• _Saved entries_:
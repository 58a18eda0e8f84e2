use actix_web::{dev::ServiceRequest, http};
use chrono::{Duration, Utc};
use jsonwebtoken::{decode, encode, DecodingKey, EncodingKey, Header, Validation};
use mongodb::bson::{doc, oid::ObjectId};
use serde::{Deserialize, Serialize};

use crate::app_state::AppState;
use crate::errors::ApiError;
use crate::models::User;

#[derive(Debug, Serialize, Deserialize)]
pub struct Claims {
    pub sub: String,
    pub exp: usize,
}

/// The authenticated-user context attached to every request by the
/// `Authentication` middleware. Carries no sensitive fields.
#[derive(Debug, Clone)]
pub struct AuthUser {
    pub id: ObjectId,
    pub name: String,
    pub email: String,
}

impl From<&User> for AuthUser {
    fn from(user: &User) -> Self {
        AuthUser {
            id: user.id,
            name: user.name.clone(),
            email: user.email.clone(),
        }
    }
}

// JWT Creation
pub fn create_jwt(user_id: &str, secret: &str) -> Result<String, jsonwebtoken::errors::Error> {
    let expiration = Utc::now() + Duration::hours(24);
    let claims = Claims {
        sub: user_id.to_string(),
        exp: expiration.timestamp() as usize,
    };
    encode(&Header::default(), &claims, &EncodingKey::from_secret(secret.as_ref()))
}

// JWT Validation
pub fn validate_jwt(token: &str, secret: &str) -> Result<Claims, jsonwebtoken::errors::Error> {
    let token_data = decode::<Claims>(
        token,
        &DecodingKey::from_secret(secret.as_ref()),
        &Validation::default(),
    )?;
    Ok(token_data.claims)
}

/// Picks the bearer credential: the `accessToken` cookie wins over the
/// `Authorization: Bearer` header.
fn credential(cookie: Option<&str>, auth_header: Option<&str>) -> Option<String> {
    if let Some(token) = cookie {
        return Some(token.to_string());
    }
    auth_header
        .filter(|h| h.starts_with("Bearer "))
        .map(|h| h.trim_start_matches("Bearer ").trim().to_string())
}

/// Validates the request credential and resolves it to a stored user.
/// Every failure mode collapses to `Unauthorized`, keeping the underlying
/// message when there is one.
pub async fn authenticate(req: &ServiceRequest, state: &AppState) -> Result<AuthUser, ApiError> {
    let cookie = req
        .request()
        .cookie("accessToken")
        .map(|c| c.value().to_string());
    let header = req
        .headers()
        .get(http::header::AUTHORIZATION)
        .and_then(|h| h.to_str().ok())
        .map(str::to_string);

    let token = credential(cookie.as_deref(), header.as_deref())
        .ok_or_else(|| ApiError::Unauthorized("Unauthorized access".to_string()))?;

    let claims = validate_jwt(&token, &state.config.jwt_secret)
        .map_err(|e| ApiError::Unauthorized(e.to_string()))?;

    let subject = ObjectId::parse_str(&claims.sub)
        .map_err(|_| ApiError::Unauthorized("Invalid access token".to_string()))?;

    let user = state
        .mongodb
        .users()
        .find_one(doc! { "_id": subject })
        .await
        .map_err(|e| ApiError::Unauthorized(e.to_string()))?
        .ok_or_else(|| ApiError::Unauthorized("Invalid access token".to_string()))?;

    Ok(AuthUser::from(&user))
}

#[cfg(test)]
mod tests {
    use super::*;

    #[test]
    fn jwt_round_trip_preserves_subject() {
        let user_id = ObjectId::new().to_hex();
        let token = create_jwt(&user_id, "test-secret").unwrap();
        let claims = validate_jwt(&token, "test-secret").unwrap();
        assert_eq!(claims.sub, user_id);
    }

    #[test]
    fn jwt_with_wrong_secret_is_rejected() {
        let token = create_jwt("someone", "secret-a").unwrap();
        assert!(validate_jwt(&token, "secret-b").is_err());
    }

    #[test]
    fn expired_jwt_is_rejected() {
        let claims = Claims {
            sub: "someone".to_string(),
            exp: (Utc::now() - Duration::hours(1)).timestamp() as usize,
        };
        let token = encode(
            &Header::default(),
            &claims,
            &EncodingKey::from_secret(b"test-secret"),
        )
        .unwrap();
        assert!(validate_jwt(&token, "test-secret").is_err());
    }

    #[test]
    fn cookie_takes_precedence_over_header() {
        let token = credential(Some("cookie-token"), Some("Bearer header-token"));
        assert_eq!(token.as_deref(), Some("cookie-token"));
    }

    #[test]
    fn header_requires_bearer_prefix() {
        assert_eq!(
            credential(None, Some("Bearer abc")).as_deref(),
            Some("abc")
        );
        assert!(credential(None, Some("Basic abc")).is_none());
        assert!(credential(None, None).is_none());
    }
}
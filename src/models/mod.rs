mod chat;
mod user;

pub use chat::{Chat, ChatView, Group, GroupView};
pub use user::{PublicUser, User};

#[cfg(test)]
pub(crate) use user::sample_user;
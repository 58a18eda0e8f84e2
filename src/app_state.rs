use crate::chat_server::ChatServer;
use crate::chat_db::MongoDB;
use crate::config::Config;
use actix::Addr;
use std::sync::Arc;

#[derive(Clone)]
pub struct AppState {
    pub chat_server: Addr<ChatServer>,
    pub mongodb: Arc<MongoDB>,
    pub config: Config,
}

• _WORK TO BE COMPLETED_:
With "timestamp" as the string to match, show every line of the entries above that has it.

• _ANSWER TO THIS EXERCISE_:
        exp: expiration.timestamp() as usize,
            exp: (Utc::now() - Duration::hours(1)).timestamp() as usize,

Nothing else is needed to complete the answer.